Johanneberg Science Park brings knowledge from FED into ACCESS
In its strive to coordinate and scale up the transition towards more sustainable, decentral and digital energy grids in the North Sea Region, the ACCESS project will rely on good examples and practices from four so called knowledge partners. One of them is Johanneberg Science Park in Gothenburg, Sweden, where the partners of ACCESS took part in a project meeting in November. During the two-day meeting they got a chance to learn more about the innovative local energy market that has recently been established on a university campus.
The collaborative project Fossil-free Energy Districts (FED), with funding from the EU initiative Urban Innovative Actions, ended in October 2019. During the course of three years its nine local partners successfully established the first digital, local marketplace that combines the three energy carriers; electricity, heating and cooling.
Local energy systems are often mentioned as part of the solution when it comes to the transformation of the energy system, that is necessary partly to meet an increased demand, but also to take care of a growing share of energy from renewable sources. Driven by these future challenges and with AI-technology as an enabler, the nine partners of the FED project have built such a system on the campus of Chalmers University of Technology in Gothenburg, Sweden. By doing so they have moved forward the position of local energy systems as a possible piece of the energy transition puzzle.
“It is a great success that we have managed to create and demonstrate this new and unique energy system that is now in full operation on campus. Our ambition is to contribute to a future renewable energy system and the great deal of attention and interest FED has attracted, both nationally and internationally, confirms that the concept of local energy systems is on the rise,” says Stina Rydberg, project manager at Johanneberg Science Park.
By connecting the buildings on campus to a digital marketplace, the FED system is programmed to independently manage a constantly ongoing trade between buildings that can both consume, produce and store energy. The system continuously gets external input such as weather forecasts and electricity prices and it is also connected to the surrounding energy grid.
This way the system can control the energy consumption, for example by heating a building a few hours before the weather turns cold, and ensure that locally produced, renewable energy is used efficiently within the area. Hence, power-intensive peaks are avoided, and imports of fossil-based energy can be reduced.
“We are very proud of what we have accomplished, and we hope that our experience can contribute to the energy transition in Europe. By sharing our lessons learned in the ACCESS project we can ensure that our knowledge comes to a wider use and that we can be part of developing and fine-tuning our ideas further,” says Stina Rydberg.
The FED partnership
FED was the result of a close collaboration between nine local partners representing both the City and its municipal energy company Göteborg Energi, property owners, ICT developer Ericsson and academia.
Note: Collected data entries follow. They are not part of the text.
//! Error types for cgraph.

use thiserror::Error;

/// Main error type for cgraph operations.
#[derive(Error, Debug)]
pub enum Error {
    /// Text extraction failed
    #[error("extraction error: {0}")]
    Extraction(#[from] ExtractError),

    /// Graph extraction failed
    #[error("graph extraction error: {0}")]
    GraphExtraction(#[from] GraphExtractionError),

    /// Graph store operation failed
    #[error("store error: {0}")]
    Store(#[from] StoreError),

    /// Vector index operation failed
    #[error("index error: {0}")]
    Index(#[from] IndexError),

    /// Embedding generation failed
    #[error("embedding error: {0}")]
    Embedding(#[from] EmbedError),

    /// I/O error
    #[error("io error: {0}")]
    Io(#[from] std::io::Error),

    /// Serialization error
    #[error("serialization error: {0}")]
    Serialization(#[from] serde_json::Error),

    /// Configuration error
    #[error("config error: {0}")]
    Config(String),

    /// Generic error
    #[error("{0}")]
    Other(String),
}

/// Document-to-text errors.
#[derive(Error, Debug)]
pub enum ExtractError {
    #[error("unsupported file type: {0}")]
    UnsupportedType(String),

    #[error("document contains no text: {0}")]
    Empty(String),

    #[error("parse error: {0}")]
    Parse(String),

    #[error("io error: {0}")]
    Io(#[from] std::io::Error),

    #[error("extraction failed: {0}")]
    Failed(String),
}

/// Structured graph extraction errors.
#[derive(Error, Debug)]
pub enum GraphExtractionError {
    #[error("rate limited")]
    RateLimited,

    #[error("authentication failed")]
    Authentication,

    #[error("api error: HTTP {status}: {message}")]
    Api { status: u16, message: String },

    #[error("transport error: {0}")]
    Transport(String),

    #[error("empty response")]
    EmptyResponse,

    #[error("malformed response: {0}")]
    Malformed(String),

    #[error("policy violation: {0}")]
    PolicyViolation(String),
}

impl GraphExtractionError {
    /// Whether retrying the same request may succeed.
    #[must_use]
    pub fn is_transient(&self) -> bool {
        match self {
            Self::RateLimited | Self::Transport(_) => true,
            Self::Api { status, .. } => *status >= 500,
            _ => false,
        }
    }
}

/// Concept graph store errors.
#[derive(Error, Debug)]
pub enum StoreError {
    #[error("connection failed: {0}")]
    Connection(String),

    #[error("store initialization failed: {0}")]
    Init(String),

    #[error("write failed: {0}")]
    Write(String),

    #[error("query failed: {0}")]
    Query(String),

    /// A relation endpoint does not exist at call time
    #[error("concept not found: {0}")]
    ConceptNotFound(String),

    /// A sequential merge stopped part-way; earlier upserts stay committed
    #[error(
        "merge aborted after {concepts_written} concepts and {relations_written} relations: {source}"
    )]
    MergeAborted {
        concepts_written: usize,
        relations_written: usize,
        #[source]
        source: Box<StoreError>,
    },
}

/// Vector index errors.
#[derive(Error, Debug)]
pub enum IndexError {
    #[error("embedding failed: {0}")]
    Embedding(#[from] EmbedError),

    #[error("dimension mismatch: index expects {expected}, embedder produced {actual}")]
    Dimension { expected: usize, actual: usize },

    #[error("index write failed: {0}")]
    Write(String),
}

/// Embedding errors.
#[derive(Error, Debug)]
pub enum EmbedError {
    #[error("embedding request failed: {0}")]
    Request(String),

    #[error("invalid embedding response: {0}")]
    Response(String),

    #[error("inference failed: {0}")]
    Inference(String),
}

/// Result type alias for cgraph operations.
pub type Result<T> = std::result::Result<T, Error>;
The nine partners of FED: The City of Gothenburg, Johanneberg Science Park, Göteborg Energi, Business Region Göteborg, Ericsson, RISE Research Institutes of Sweden, Akademiska Hus, Chalmersfastigheter and Chalmers University of Technology.
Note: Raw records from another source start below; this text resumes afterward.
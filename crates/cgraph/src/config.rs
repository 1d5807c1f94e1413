//! Configuration handling for cgraph.
//!
//! Settings live in `config.toml` under the XDG config directory. Secrets
//! (API keys, the Neo4j password) are never read from the file; they come
//! from the environment, optionally seeded from a `.env` file.

use anyhow::{Context, Result};
use cgraph_core::{ExtractionPolicy, ExtractionStrategy, Strictness};
use cgraph_ingest::PipelineConfig;
use cgraph_llm::{ChatConfig, RetryPolicy};
use directories::ProjectDirs;
use serde::{Deserialize, Serialize};
use std::path::PathBuf;
use std::time::Duration;
use validator::Validate;

/// Main configuration structure.
#[derive(Debug, Clone, Default, Serialize, Deserialize, Validate)]
pub struct Config {
    /// Language model used for graph extraction
    #[serde(default)]
    #[validate(nested)]
    pub llm: LlmConfig,

    /// Embeddings for the vector index
    #[serde(default)]
    #[validate(nested)]
    pub embedding: EmbeddingConfig,

    /// Graph store and vector index backend
    #[serde(default)]
    #[validate(nested)]
    pub store: StoreConfig,

    /// Pipeline behaviour
    #[serde(default)]
    #[validate(nested)]
    pub ingest: IngestConfig,

    /// Logging configuration
    #[serde(default)]
    pub logging: LoggingConfig,
}

/// Chat-completions endpoint used for graph extraction.
#[derive(Debug, Clone, Serialize, Deserialize, Validate)]
pub struct LlmConfig {
    #[serde(default = "default_base_url")]
    #[validate(length(min = 1))]
    pub base_url: String,

    #[serde(default = "default_llm_model")]
    #[validate(length(min = 1))]
    pub model: String,

    #[serde(default)]
    pub temperature: f32,

    /// Per-request timeout (seconds)
    #[serde(default = "default_timeout_secs")]
    #[validate(range(min = 1))]
    pub timeout_secs: u64,

    /// First retry delay (ms)
    #[serde(default = "default_retry_initial_ms")]
    pub retry_initial_ms: u64,

    /// Longest retry delay (ms)
    #[serde(default = "default_retry_max_ms")]
    pub retry_max_ms: u64,

    /// Stop retrying after this long (seconds)
    #[serde(default = "default_retry_max_elapsed_secs")]
    pub retry_max_elapsed_secs: u64,
}

fn default_base_url() -> String {
    "https://api.openai.com/v1".to_string()
}

fn default_llm_model() -> String {
    "gpt-4o-mini".to_string()
}

fn default_timeout_secs() -> u64 {
    120
}

fn default_retry_initial_ms() -> u64 {
    500
}

fn default_retry_max_ms() -> u64 {
    30_000
}

fn default_retry_max_elapsed_secs() -> u64 {
    120
}

impl Default for LlmConfig {
    fn default() -> Self {
        Self {
            base_url: default_base_url(),
            model: default_llm_model(),
            temperature: 0.0,
            timeout_secs: default_timeout_secs(),
            retry_initial_ms: default_retry_initial_ms(),
            retry_max_ms: default_retry_max_ms(),
            retry_max_elapsed_secs: default_retry_max_elapsed_secs(),
        }
    }
}

/// Which embedder feeds the vector index.
#[derive(Debug, Clone, Copy, Default, PartialEq, Eq, Serialize, Deserialize)]
#[serde(rename_all = "lowercase")]
pub enum EmbeddingProvider {
    /// Zero vectors; keeps the index write path without a model
    #[default]
    Noop,
    /// OpenAI-compatible `/embeddings` endpoint
    Http,
}

/// Embedding-related configuration.
#[derive(Debug, Clone, Serialize, Deserialize, Validate)]
pub struct EmbeddingConfig {
    #[serde(default)]
    pub provider: EmbeddingProvider,

    #[serde(default = "default_base_url")]
    #[validate(length(min = 1))]
    pub base_url: String,

    #[serde(default = "default_embedding_model")]
    #[validate(length(min = 1))]
    pub model: String,

    /// Vector dimension produced by the model
    #[serde(default = "default_dimension")]
    #[validate(range(min = 1))]
    pub dimension: usize,

    /// Max concurrent embedding requests
    #[serde(default = "default_max_concurrent")]
    #[validate(range(min = 1))]
    pub max_concurrent: usize,
}

fn default_embedding_model() -> String {
    "text-embedding-3-small".to_string()
}

fn default_dimension() -> usize {
    1536
}

fn default_max_concurrent() -> usize {
    4
}

impl Default for EmbeddingConfig {
    fn default() -> Self {
        Self {
            provider: EmbeddingProvider::default(),
            base_url: default_base_url(),
            model: default_embedding_model(),
            dimension: default_dimension(),
            max_concurrent: default_max_concurrent(),
        }
    }
}

/// Storage backend.
#[derive(Debug, Clone, Copy, Default, PartialEq, Eq, Serialize, Deserialize)]
#[serde(rename_all = "lowercase")]
pub enum StoreBackend {
    /// In-process store, discarded on exit
    #[default]
    Memory,
    /// Neo4j (requires the `neo4j` feature)
    Neo4j,
}

/// Store connection configuration. The password comes from `NEO4J_PASSWORD`.
#[derive(Debug, Clone, Serialize, Deserialize, Validate)]
pub struct StoreConfig {
    #[serde(default)]
    pub backend: StoreBackend,

    #[serde(default = "default_neo4j_uri")]
    #[validate(length(min = 1))]
    pub uri: String,

    #[serde(default = "default_neo4j_user")]
    pub user: String,

    /// Database name (server default when unset)
    #[serde(default)]
    pub database: Option<String>,

    #[serde(default = "default_max_connections")]
    #[validate(range(min = 1))]
    pub max_connections: usize,
}

fn default_neo4j_uri() -> String {
    "bolt://localhost:7687".to_string()
}

fn default_neo4j_user() -> String {
    "neo4j".to_string()
}

fn default_max_connections() -> usize {
    16
}

impl Default for StoreConfig {
    fn default() -> Self {
        Self {
            backend: StoreBackend::default(),
            uri: default_neo4j_uri(),
            user: default_neo4j_user(),
            database: None,
            max_connections: default_max_connections(),
        }
    }
}

/// Pipeline configuration.
#[derive(Debug, Clone, Serialize, Deserialize, Validate)]
pub struct IngestConfig {
    #[serde(default)]
    pub strictness: Strictness,

    #[serde(default)]
    pub strategy: ExtractionStrategy,

    /// Label of the vector index collection
    #[serde(default = "default_collection")]
    #[validate(length(min = 1))]
    pub collection: String,

    /// Documents ingested at once
    #[serde(default = "default_concurrency")]
    #[validate(range(min = 1))]
    pub concurrency: usize,

    /// Graph extraction instructions
    #[serde(default)]
    pub policy: ExtractionPolicy,
}

fn default_collection() -> String {
    cgraph_ingest::pipeline::DEFAULT_COLLECTION.to_string()
}

fn default_concurrency() -> usize {
    2
}

impl Default for IngestConfig {
    fn default() -> Self {
        Self {
            strictness: Strictness::default(),
            strategy: ExtractionStrategy::default(),
            collection: default_collection(),
            concurrency: default_concurrency(),
            policy: ExtractionPolicy::default(),
        }
    }
}

/// Logging configuration.
#[derive(Debug, Clone, Serialize, Deserialize)]
pub struct LoggingConfig {
    /// Log level or filter directive, e.g. `info` or `cgraph_ingest=debug`
    #[serde(default = "default_log_level")]
    pub level: String,
}

fn default_log_level() -> String {
    "info".to_string()
}

impl Default for LoggingConfig {
    fn default() -> Self {
        Self {
            level: default_log_level(),
        }
    }
}

/// Credentials taken from the environment.
#[derive(Clone, Default)]
pub struct Secrets {
    pub llm_api_key: Option<String>,
    pub embedding_api_key: Option<String>,
    pub neo4j_password: Option<String>,
    /// `NEO4J_URI` overrides `[store] uri`
    pub neo4j_uri: Option<String>,
    /// `NEO4J_USERNAME` overrides `[store] user`
    pub neo4j_user: Option<String>,
}

impl std::fmt::Debug for Secrets {
    fn fmt(&self, f: &mut std::fmt::Formatter<'_>) -> std::fmt::Result {
        let redact = |v: &Option<String>| v.as_ref().map(|_| "***");
        f.debug_struct("Secrets")
            .field("llm_api_key", &redact(&self.llm_api_key))
            .field("embedding_api_key", &redact(&self.embedding_api_key))
            .field("neo4j_password", &redact(&self.neo4j_password))
            .field("neo4j_uri", &self.neo4j_uri)
            .field("neo4j_user", &self.neo4j_user)
            .finish()
    }
}

impl Secrets {
    /// Read secrets from the process environment, after loading `.env` from
    /// the working directory and the data directory.
    pub fn from_env() -> Self {
        dotenvy::dotenv().ok();
        if let Some(path) = dotenv_path() {
            dotenvy::from_path(path).ok();
        }
        Self::from_lookup(|key| std::env::var(key).ok())
    }

    /// Read secrets through `lookup`; empty values count as unset.
    pub fn from_lookup(lookup: impl Fn(&str) -> Option<String>) -> Self {
        let get = |key: &str| lookup(key).filter(|v| !v.trim().is_empty());
        let openai = get("OPENAI_API_KEY");

        Self {
            llm_api_key: get("CGRAPH_LLM_API_KEY").or_else(|| openai.clone()),
            embedding_api_key: get("CGRAPH_EMBEDDING_API_KEY").or(openai),
            neo4j_password: get("NEO4J_PASSWORD"),
            neo4j_uri: get("NEO4J_URI"),
            neo4j_user: get("NEO4J_USERNAME"),
        }
    }
}

impl Config {
    /// Load from the default config path, or defaults if no file exists.
    pub fn load() -> Result<Self> {
        Self::load_from(None)
    }

    /// Load from an explicit `path`, which must exist, or from the default
    /// config path, which may be missing.
    pub fn load_from(path: Option<PathBuf>) -> Result<Self> {
        let path = match path {
            Some(path) => path,
            None => match Self::config_path() {
                Some(path) if path.exists() => path,
                _ => return Ok(Self::default()),
            },
        };

        let contents = std::fs::read_to_string(&path)
            .with_context(|| format!("Failed to read {}", path.display()))?;
        Self::parse(&contents).with_context(|| format!("Invalid config in {}", path.display()))
    }

    /// Parse and validate TOML.
    pub fn parse(contents: &str) -> Result<Self> {
        let config: Self = toml::from_str(contents)?;
        config.validate()?;
        Ok(config)
    }

    /// Default config file path.
    pub fn config_path() -> Option<PathBuf> {
        config_dir().map(|dir| dir.join("config.toml"))
    }

    /// The immutable configuration handed to the pipeline.
    pub fn to_pipeline_config(&self) -> PipelineConfig {
        PipelineConfig {
            policy: self.ingest.policy.clone(),
            strictness: self.ingest.strictness,
            collection: self.ingest.collection.clone(),
            strategy: self.ingest.strategy,
        }
    }

    /// Chat client settings with the API key from `secrets`.
    pub fn chat_config(&self, secrets: &Secrets) -> ChatConfig {
        ChatConfig {
            base_url: self.llm.base_url.clone(),
            api_key: secrets.llm_api_key.clone(),
            model: self.llm.model.clone(),
            temperature: self.llm.temperature,
            timeout: Duration::from_secs(self.llm.timeout_secs),
            retry: RetryPolicy {
                initial_interval: Duration::from_millis(self.llm.retry_initial_ms),
                max_interval: Duration::from_millis(self.llm.retry_max_ms),
                max_elapsed: Duration::from_secs(self.llm.retry_max_elapsed_secs),
            },
        }
    }

    /// Commented sample configuration.
    pub fn sample_toml() -> &'static str {
        r#"# cgraph configuration
#
# Secrets are read from the environment (or a .env file), never from here:
#   CGRAPH_LLM_API_KEY / OPENAI_API_KEY   graph extraction model
#   CGRAPH_EMBEDDING_API_KEY              embedding endpoint (falls back to OPENAI_API_KEY)
#   NEO4J_PASSWORD                        graph database
#   NEO4J_URI, NEO4J_USERNAME             override [store] uri and user

[llm]
base_url = "https://api.openai.com/v1"
model = "gpt-4o-mini"
temperature = 0.0
timeout_secs = 120
retry_initial_ms = 500
retry_max_ms = 30000
retry_max_elapsed_secs = 120

[embedding]
# "noop" writes zero vectors; "http" calls {base_url}/embeddings
provider = "noop"
base_url = "https://api.openai.com/v1"
model = "text-embedding-3-small"
dimension = 1536
max_concurrent = 4

[store]
# "memory" or "neo4j" (the binary must be built with --features neo4j)
backend = "memory"
uri = "bolt://localhost:7687"
user = "neo4j"
max_connections = 16

[ingest]
# "skip-invalid-edges" merges the valid subset; "abort-on-invalid" writes nothing
strictness = "skip-invalid-edges"
# "auto" routes by MIME type then extension; "mime-only" by MIME type only
strategy = "auto"
collection = "Chunk"
concurrency = 2

[logging]
level = "info"
"#
    }
}

/// Get the XDG config directory for cgraph.
pub fn config_dir() -> Option<PathBuf> {
    if let Ok(dir) = std::env::var("CGRAPH_CONFIG_DIR") {
        return Some(PathBuf::from(dir));
    }

    ProjectDirs::from("", "", "cgraph").map(|dirs| dirs.config_dir().to_path_buf())
}

/// Get the XDG data directory for cgraph.
pub fn data_dir() -> Option<PathBuf> {
    if let Ok(dir) = std::env::var("CGRAPH_DATA_DIR") {
        return Some(PathBuf::from(dir));
    }

    ProjectDirs::from("", "", "cgraph").map(|dirs| dirs.data_dir().to_path_buf())
}

/// `.env` file in the data directory, if present.
pub fn dotenv_path() -> Option<PathBuf> {
    data_dir()
        .map(|dir| dir.join(".env"))
        .filter(|path| path.exists())
}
Europe is moving towards more sustainable, decentral and digital energy grids. Cities face the task of coordinating the local transition of renewable energy generation and storage while maintaining grid stability. Integration between energy vectors (heat, electricity) is necessary to enable wider flexibility and improved efficiency. The North Sea Region (NSR) is leading the way, as many novel technologies and business models have been successfully demonstrated. But as the region prepares the transition, new challenges related to governance, finance and technology choices arise.
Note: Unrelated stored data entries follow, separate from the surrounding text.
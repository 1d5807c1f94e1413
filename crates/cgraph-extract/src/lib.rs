//! # cgraph-extract
//!
//! Turns documents into the linear text the graph extractor and the vector
//! index consume.
//!
//! ## Supported Formats
//!
//! | Extractor | Formats | Notes |
//! |-----------|---------|-------|
//! | [`PlainTextExtractor`] | `.txt`, `.md`, `.markdown`, `.rst`, `.adoc` | UTF-8 only |
//! | [`PdfExtractor`] | `.pdf` | Text layer only, no OCR |
//!
//! ## Usage
//!
//! ```rust,ignore
//! use cgraph_core::{DocumentHandle, ExtractionStrategy, TextExtractor};
//! use cgraph_extract::ExtractorRegistry;
//!
//! let registry = ExtractorRegistry::with_defaults(ExtractionStrategy::Auto);
//! let text = registry.extract(&DocumentHandle::path("biology.pdf")).await?;
//! println!("Extracted {} bytes", text.text.len());
//! ```

pub mod pdf;
pub mod registry;
pub mod text;

pub use pdf::PdfExtractor;
pub use registry::ExtractorRegistry;
pub use text::PlainTextExtractor;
ACCESS aims to deliver 25% reduction in CO2 emissions, 20% reduction in costs and cut smart grid project development time by 30%.
No single organisation has the expertise or ability to experiment with a broad range of technologies, governance and financing models. To achieve these objectives, local authorities Amersfoort (NL), West-Suffolk Councils (UK), Malmö (SE) and Mechelen (BE) will jointly explore and demonstrate how scaled approaches could be achieved. Examples include local energy community hubs, peer-to-peer energy trading models, and local collaborative planning tools. Support from four knowledge partners (Aarhus University, Johannesberg Science Park, IfM ECS, VITO) will provide expertise and structure.
Together, this will result in a systematic upscaling approach, that delivers pathways and action plans to enable the energy grids transition, transferable to other authorities in the region.